So we began with visibility and shadow-mode validation before permitting the system to reject or escalate anything on its own.

Constructing the Camera Network and Training the Models

The first stage was concerned with the acquisition of images and supervised learning.

We fitted high-resolution industrial cameras at three positions on each line: post printing, post die-cutting and folding, and post gluing/assembling. Now we’re talking nine cameras, three stations, three lines of production. The motivation for this layout was pragmatic. Different defects can be observed in different process steps. Print issues show earlier. Structural and fold problems show up later. Glue and seam problems occur after the assembly.

Images of every unit, not samples, were captured by the system. It was a complete revamp of the business model. Rather than inspecting a fraction of output, the AI agent had visibility over 100% of production.

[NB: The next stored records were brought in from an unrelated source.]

use std::fmt::Display;

use serde::Serialize;
use thiserror::Error;

use crate::{Position, Span};

#[derive(Error, Debug, Clone, PartialEq, Serialize)]
#[error("{internal_error}")]
pub struct Error {
    internal_error: ErrorImpl,
    span: Span,
}

/// Which stage produced a diagnostic.
#[derive(Debug, Clone, Copy, PartialEq, Eq, Serialize)]
pub enum ErrorCategory {
    LexError,
    SyntaxError,
    UnresolvedReference,
}

#[derive(Debug, Clone, Copy, PartialEq, Eq, PartialOrd, Ord, Serialize)]
pub enum Severity {
    Warning,
    Error,
}

impl Error {
    pub fn new(error_impl: ErrorImpl, span: Span) -> Self {
        Error {
            internal_error: error_impl,
            span,
        }
    }

    pub fn get_position(&self) -> &Position {
        &self.span.start
    }

    pub fn get_span(&self) -> &Span {
        &self.span
    }

    pub fn get_impl(&self) -> &ErrorImpl {
        &self.internal_error
    }

    pub fn category(&self) -> ErrorCategory {
        match &self.internal_error {
            ErrorImpl::UnrecognisedToken { .. }
            | ErrorImpl::UnterminatedString { .. }
            | ErrorImpl::UnterminatedComment => ErrorCategory::LexError,
            ErrorImpl::UnresolvedReference { .. } => ErrorCategory::UnresolvedReference,
            // Ambiguous braces are reported as ordinary syntax errors
            _ => ErrorCategory::SyntaxError,
        }
    }

    pub fn severity(&self) -> Severity {
        match self.category() {
            ErrorCategory::UnresolvedReference => Severity::Warning,
            _ => Severity::Error,
        }
    }

    pub fn is_error(&self) -> bool {
        self.severity() == Severity::Error
    }

    pub fn get_error_name(&self) -> &str {
        match &self.internal_error {
            ErrorImpl::UnrecognisedToken { .. } => "UnrecognisedToken",
            ErrorImpl::UnterminatedString { .. } => "UnterminatedString",
            ErrorImpl::UnterminatedComment => "UnterminatedComment",
            ErrorImpl::UnexpectedToken { .. } => "UnexpectedToken",
            ErrorImpl::UnexpectedTokenDetailed { .. } => "UnexpectedTokenDetailed",
            ErrorImpl::ExpectedExpression { .. } => "ExpectedExpression",
            ErrorImpl::NumberParseError { .. } => "NumberParseError",
            ErrorImpl::AmbiguousBrace { .. } => "AmbiguousBrace",
            ErrorImpl::DuplicateRestPattern => "DuplicateRestPattern",
            ErrorImpl::InvalidAssignmentTarget => "InvalidAssignmentTarget",
            ErrorImpl::NestingTooDeep { .. } => "NestingTooDeep",
            ErrorImpl::MisplacedDecorator { .. } => "MisplacedDecorator",
            ErrorImpl::UnresolvedReference { .. } => "UnresolvedReference",
        }
    }

    pub fn get_tip(&self) -> ErrorTip {
        match &self.internal_error {
            ErrorImpl::UnrecognisedToken { .. } => ErrorTip::None,
            ErrorImpl::UnterminatedString { quote } => ErrorTip::Suggestion(format!(
                "String opened with `{}` is never closed",
                quote
            )),
            ErrorImpl::UnterminatedComment => ErrorTip::Suggestion(String::from(
                "Block comment opened with `###` is never closed",
            )),
            ErrorImpl::UnexpectedToken { token } => ErrorTip::Suggestion(format!(
                "Unexpected token: `{}`, did you miss a newline or `;`?",
                token
            )),
            ErrorImpl::UnexpectedTokenDetailed { token, message } => {
                ErrorTip::Suggestion(format!("Unexpected token: `{}`, {}", token, message))
            }
            ErrorImpl::ExpectedExpression { after } => {
                ErrorTip::Suggestion(format!("Expected an expression after `{}`", after))
            }
            ErrorImpl::NumberParseError { token } => ErrorTip::Suggestion(format!(
                "Invalid number: `{}`, is it above the integer limit?",
                token
            )),
            ErrorImpl::AmbiguousBrace { message } => ErrorTip::Suggestion(format!(
                "Braces are neither a record nor a block: {}",
                message
            )),
            ErrorImpl::DuplicateRestPattern => ErrorTip::Suggestion(String::from(
                "A list pattern may contain at most one `...rest` element",
            )),
            ErrorImpl::InvalidAssignmentTarget => ErrorTip::Suggestion(String::from(
                "Only variables, names, fields and indexes can be assigned to",
            )),
            ErrorImpl::NestingTooDeep { limit } => ErrorTip::Suggestion(format!(
                "Groups, blocks and patterns may nest at most {} levels deep",
                limit
            )),
            ErrorImpl::MisplacedDecorator { token } => ErrorTip::Suggestion(format!(
                "Decorators must precede a definition, found `{}`",
                token
            )),
            ErrorImpl::UnresolvedReference { name } => {
                ErrorTip::Suggestion(format!("`{}` is not defined in any enclosing scope", name))
            }
        }
    }
}

pub enum ErrorTip {
    None,
    Suggestion(String),
}

impl Display for ErrorTip {
    fn fmt(&self, f: &mut std::fmt::Formatter<'_>) -> std::fmt::Result {
        match self {
            ErrorTip::None => write!(f, ""),
            ErrorTip::Suggestion(suggestion) => write!(f, "{}", suggestion),
        }
    }
}

#[derive(Error, Debug, Clone, PartialEq, Serialize)]
pub enum ErrorImpl {
    #[error("unrecognised token: {token:?}")]
    UnrecognisedToken { token: String },
    #[error("unterminated string starting with {quote:?}")]
    UnterminatedString { quote: String },
    #[error("unterminated block comment")]
    UnterminatedComment,
    #[error("unexpected token: {token:?}")]
    UnexpectedToken { token: String },
    #[error("unexpected token ({message}): {token:?}")]
    UnexpectedTokenDetailed { token: String, message: String },
    #[error("expected expression after {after:?}")]
    ExpectedExpression { after: String },
    #[error("error parsing number: {token:?}")]
    NumberParseError { token: String },
    #[error("ambiguous braces: {message}")]
    AmbiguousBrace { message: String },
    #[error("more than one rest element in list pattern")]
    DuplicateRestPattern,
    #[error("invalid assignment target")]
    InvalidAssignmentTarget,
    #[error("nesting deeper than {limit} levels")]
    NestingTooDeep { limit: usize },
    #[error("decorator not followed by a definition: {token:?}")]
    MisplacedDecorator { token: String },
    #[error("unresolved reference {name:?}")]
    UnresolvedReference { name: String },
}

Then, we built up the training set. In the course of time, we gathered and labeled over 50,000 images of good and defective units in the most common product types. Defects were labeled by type, including: color variation, misregistration, contamination, physical damage, dimensional error, barcode failure, smudging, missing print, and related categories

We did not use a single monolithic model for all. We employed a combination of YOLOv8 for defect localization and object-level detection and task-specific custom CNN-based quality scoring models for print-related evaluation. This was an issue because some defects are discrete and spatial, and others have more to do with how something visually deviates from a reference standard.

The system ran in the shadow during this first stage. It surveyed each unit, but it was not calling for rejection or production yet. Instead, we created a live dashboard to compare the AI agent results to the human inspectors and to calculate defect rates, AI-human agreement, false positives, false negatives, and product-type-specific performance. This gave the quality team enough breathing room and gave us the feedback we needed to fine-tune the thresholds.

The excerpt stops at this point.